Forgive me if this has been asked.
Which is better when using lets say 500 mg test a week
AI

Exemastane 25mg - 30ml
ANASTROZOLE 1MG/ML - 30ML
LETROZOLE 2.5MG/ML - 30ML




SERM

Rimonabant 10mg/ml - 30ml
CLOMIPHENE CITRATE 50MG/ML - 60ML
TAMOXIFEN 10MG/ML, CLOMIPHENE 50MG/ML
Toremifene 30mg/30ml

Are these stacked?
Oral?


----------



## Hench (Jul 10, 2011)

Aromasin/Exemastane - start at 12.5mg EOD, vary the dosage as required. And yes it is taken orally.


----------



## dirtwarrior (Jul 10, 2011)

TY Hench.
What is the basic diff between AI and SERM?


----------



## zebedee (Jul 10, 2011)

AI's hinder testosterone's ability to convert to estrogen via the aromatase enzyme. SERMs prevent estrogen binding to the estrogen receptor in certain tissues. There are many other differences between them. Research and ye shall find.


----------



## WantsWidth (Jul 10, 2011)

AI - taken on cycle


SERM  - post cycle  (unless u need nolva on cycle due to gyno issues)


----------



## dirtwarrior (Jul 10, 2011)

You all here are great teachers
TY


----------



## dirtwarrior (Jul 10, 2011)

OK if someone was going to cycle
test 
eq 
which ones in the first post to run during the cycle
anything else needed
and
which ones post cycle


----------



## pieguy (Jul 11, 2011)

First Cycle PCT

12.5 mg of aromasin every other day, more as needed if you feel gyno coming on or water retention is getting high

run HCG at minimum 250iu twice subcutaneous weekly (optional but recommended)

PCT protocol:

Day 1-16 : 2500iu HCG every other day. (You may use less HCG if your testes are normal in size AND you have been using HCG on cycle, i.e. 1,000iu HCG eod.)

100/100/100/50 Clomid (50mg taken twice per day weeks 1-3)

20mg/20mg/20mg/10mg Aromasin (20mg daily for 3 weeks, 10mg daily in week 4)
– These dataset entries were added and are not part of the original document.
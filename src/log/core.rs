//! Copyright © 2025-2026 Wenze Wei. All Rights Reserved.
//!
//! This file is part of Zi.
//! The Zi project belongs to the Dunimd Team.
//!
//! Licensed under the Apache License, Version 2.0 (the "License");
//! You may not use this file except in compliance with the License.
//! You may obtain a copy of the License at
//!
//!     http://www.apache.org/licenses/LICENSE-2.0
//!
//! Unless required by applicable law or agreed to in writing, software
//! distributed under the License is distributed on an "AS IS" BASIS,
//! WITHOUT WARRANTIES OR CONDITIONS OF ANY KIND, either express or implied.
//! See the License for the specific language governing permissions and
//! limitations under the License.


use std::sync::OnceLock;
use std::time::{SystemTime, UNIX_EPOCH};

use log::{Level, Log, Metadata, Record};
use serde_json::{json, Map, Value};

use crate::errors::{Result, ZiError};
use crate::log::config::ZiLogConfig;
use crate::log::formatters::{ZiJsonFormatter, ZiLogFormatter, ZiTextFormatter};
use crate::log::handlers::{ZiConsoleHandler, ZiFileHandler, ZiLogHandler};

/// Owned copy of a `log` record handed to formatters.
#[derive(Clone, Debug)]
pub struct ZiLogRecord {
    pub level: Level,
    pub target: String,
    pub message: String,
    pub module_path: Option<String>,
    pub line: Option<u32>,
    pub timestamp: SystemTime,
}

impl ZiLogRecord {
    pub fn from_record(record: &Record<'_>) -> Self {
        ZiLogRecord {
            level: record.level(),
            target: record.target().to_string(),
            message: record.args().to_string(),
            module_path: record.module_path().map(str::to_string),
            line: record.line(),
            timestamp: SystemTime::now(),
        }
    }

    pub fn timestamp_ms(&self) -> u128 {
        self.timestamp
            .duration_since(UNIX_EPOCH)
            .unwrap_or_default()
            .as_millis()
    }

    pub fn to_json(&self) -> Value {
        let mut data = Map::new();
        data.insert("level".into(), json!(self.level.as_str()));
        data.insert("target".into(), json!(self.target));
        data.insert("message".into(), json!(self.message));
        data.insert("timestamp_ms".into(), json!(self.timestamp_ms()));
        if let Some(module_path) = &self.module_path {
            data.insert("module".into(), json!(module_path));
        }
        if let Some(line) = self.line {
            data.insert("line".into(), json!(line));
        }
        Value::Object(data)
    }
}

static LOGGER: OnceLock<ZiLogger> = OnceLock::new();

/// `log` backend writing to the handlers enabled in a [`ZiLogConfig`].
pub struct ZiLogger {
    config: ZiLogConfig,
    handlers: Vec<Box<dyn ZiLogHandler + Send + Sync>>,
}

impl std::fmt::Debug for ZiLogger {
    fn fmt(&self, f: &mut std::fmt::Formatter<'_>) -> std::fmt::Result {
        f.debug_struct("ZiLogger")
            .field("config", &self.config)
            .field("handlers", &self.handlers.len())
            .finish()
    }
}

fn formatter(json: bool) -> Box<dyn ZiLogFormatter + Send + Sync> {
    if json {
        Box::new(ZiJsonFormatter)
    } else {
        Box::new(ZiTextFormatter)
    }
}

impl ZiLogger {
    /// Builds a logger without installing it.
    pub fn new(config: ZiLogConfig) -> Result<Self> {
        config.validate()?;
        let mut handlers: Vec<Box<dyn ZiLogHandler + Send + Sync>> = Vec::new();
        if config.console_enabled {
            handlers.push(Box::new(ZiConsoleHandler::new(formatter(config.json_format_console))));
        }
        if config.file_enabled {
            if let Some(path) = &config.file_path {
                handlers.push(Box::new(ZiFileHandler::new(
                    path.clone(),
                    formatter(config.json_format_file),
                    config.max_bytes,
                    config.backup_count,
                )));
            }
        }
        Ok(ZiLogger { config, handlers })
    }

    /// Installs a global logger built from `config`. Safe to call multiple
    /// times; the first call wins and later calls return `Ok(false)`.
    pub fn init(config: ZiLogConfig) -> Result<bool> {
        if LOGGER.get().is_some() {
            return Ok(false);
        }
        let logger = ZiLogger::new(config)?;
        let max_level = logger.config.max_level();
        if LOGGER.set(logger).is_err() {
            return Ok(false);
        }
        let Some(installed) = LOGGER.get() else {
            return Ok(false);
        };
        log::set_logger(installed)
            .map_err(|err| ZiError::internal(format!("failed to install logger: {err}")))?;
        log::set_max_level(max_level);
        Ok(true)
    }

    pub fn config(&self) -> &ZiLogConfig {
        &self.config
    }

    /// Sends `record` to every handler, bypassing level filtering.
    pub fn emit(&self, record: &ZiLogRecord) {
        for handler in &self.handlers {
            handler.handle(record);
        }
    }
}

impl Log for ZiLogger {
    fn enabled(&self, metadata: &Metadata<'_>) -> bool {
        metadata.level() <= self.config.level_for(metadata.target())
    }

    fn log(&self, record: &Record<'_>) {
        if self.enabled(record.metadata()) {
            self.emit(&ZiLogRecord::from_record(record));
        }
    }

    fn flush(&self) {
        for handler in &self.handlers {
            handler.flush();
        }
    }
}

#[cfg(test)]
mod tests {
    use super::*;
    use log::LevelFilter;

    #[test]
    fn enabled_follows_target_levels() {
        let mut config = ZiLogConfig {
            console_enabled: false,
            ..ZiLogConfig::default()
        };
        config.target_levels.insert("noisy".into(), "ERROR".into());
        let logger = ZiLogger::new(config).unwrap();

        let warn_noisy = Metadata::builder().level(Level::Warn).target("noisy::x").build();
        let warn_other = Metadata::builder().level(Level::Warn).target("quiet").build();
        assert!(!logger.enabled(&warn_noisy));
        assert!(logger.enabled(&warn_other));
        assert_eq!(logger.config().max_level(), LevelFilter::Info);
    }

    #[test]
    fn record_json_carries_location() {
        let record = ZiLogRecord {
            level: Level::Info,
            target: "zi_wrangle::pipeline".into(),
            message: "done".into(),
            module_path: None,
            line: Some(12),
            timestamp: UNIX_EPOCH,
        };
        let value = record.to_json();
        assert_eq!(value["level"], "INFO");
        assert_eq!(value["line"], 12);
        assert_eq!(value["timestamp_ms"], 0);
    }
}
3g Vit C every day split in 3 doses

10g creatine daily


----------



## dirtwarrior (Jul 11, 2011)

I put my big boy pants and ordered this
Exemestane [25mg x 30ml] 
         Letrozole [2.5mg x 60ml] 
Clomiphene citrate [50mg x 60ml] 

and
10000 iu hcg
did I leave anything out


----------



## pieguy (Jul 11, 2011)

Why letrozole unless you have pre-existing gyno to treat? 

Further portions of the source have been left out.